A peek at what our work desk looks like
Fuckin gotta handle so much at a time
? and i stand in the
wonder of your love
@Sunday, November 11, 2007
Worked 2 to midnite
N tat brainless boss wanted me to be back at 5.30am
Come on..i reach hm 1am bathe n all 2am wk up at 3am to go to work
after workin for 11 hrs?
He can go n die man
After senior scolded him too i finally changed it to 8am.
So today 8am to 5pm
N nex shift person came late somemore i stayed even later
n now reach home later slp(provided i can) awhile
n gotta be up at 3am to work at 530
My boss is such an idiot can u agree with me?

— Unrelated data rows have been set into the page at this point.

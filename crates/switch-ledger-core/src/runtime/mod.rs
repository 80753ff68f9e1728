// crates/switch-ledger-core/src/runtime/mod.rs
// ============================================================================
// Module: Switch Ledger Runtime
// Description: Ordering protocol, retry policy, and backing-store helpers.
// Purpose: Execute last-writer-wins saves and catalog flows over backends.
// Dependencies: crate::{core, interfaces}, rand, time
// ============================================================================

//! ## Overview
//! Runtime modules implement the last-writer-wins save protocol, the bounded
//! creation-race retry loop, the deadline/cancellation context, and the
//! supplemental identity-mapper and sensor-catalog flows. All of them speak
//! to storage exclusively through [`crate::interfaces::KeyValueBackend`].

// ============================================================================
// SECTION: Submodules
// ============================================================================

pub mod catalog;
pub mod context;
pub mod mapper;
pub mod retry;
pub mod rows;
pub mod store;
pub mod toggle;

// ============================================================================
// SECTION: Re-Exports
// ============================================================================

pub use catalog::CatalogError;
pub use catalog::SensorCatalog;
pub use context::CancelHandle;
pub use context::ContextError;
pub use context::StoreContext;
pub use mapper::IdentityMapper;
pub use mapper::MapperError;
pub use retry::RetryPolicy;
pub use rows::RowCodecError;
pub use store::MemoryBackend;
pub use toggle::ToggleStore;
pub use toggle::ToggleStoreError;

He is only fuckin concerned about puttin someone into d shift
not carin if he squeezes us like balls
Its not like we get to lax durin work
ive been crackin my brain n workin non stop for the whole shift, from start to end
While at my terminal....
suddenly i feel really tired
It feels like i am workin n workin...
when i wk up...i am workin n workin again.....
Its good
tat it makes me not thinkin other
But i am very exhausted
i feel depressed
nvm tom afternoon end work and im off le
How optimistic ah wells have to be
I wish so much
to take a day or two
away...
To somewhere nice n relax
Just doing nothing at all
n spend the day slow
///There r somethings i just donno why, can't figure out why///
Sometimes stop to ponder...why am i pushing myself so hard
So cold i could hardly feel a slight feel
Is the way the other side want?
? and i stand in the
wonder of your love
Friday, November 09, 2007 @Friday, November 09, 2007
Another birthday wen by...
Ya we could grow old just like tat.
How sad i am a old thug soon hur
If only time can stop thereMayb with time flyin by like tat
we might just be 50 soon hurhur
somewhere there
Feels like a dreamKeep closely in the heart
all the heartwarming moments, beautiful smiles
Keep minds clear n out of
all the negative
Another year will pass by
Birthday wishes....
Will they really come true?
? and i stand in the
wonder of your love
Saturday, November 03, 2007 @Saturday, November 03, 2007
Headache
tink lack of rest
from last nite 0530am shift
den was out all d way till nite
so didn get to go for my run again
urgh :(
oh wells mayb i should rest early then
im feelin giddy already
Tom meetin everybody at 11am
ok....whos gonna be late *sniggers
i shall ask for mac breakfast! haha
Hope its a relaxin trip
it will be....dere is sun, n sea!
seasick? hur
Not to tk so many pics
for i jus got a bad haircut.... :(
pissed
can take more random shots of inspiration with cam, not fone
yes
betta quality finally.
Glad
As long as its away from this place...ya?
I am worn out, tired.
///As it gets nearer...dere r fears dere r wonders...thinkin' maybs///
Its just another day
Its not a significant day, when i am insignificant to begin with.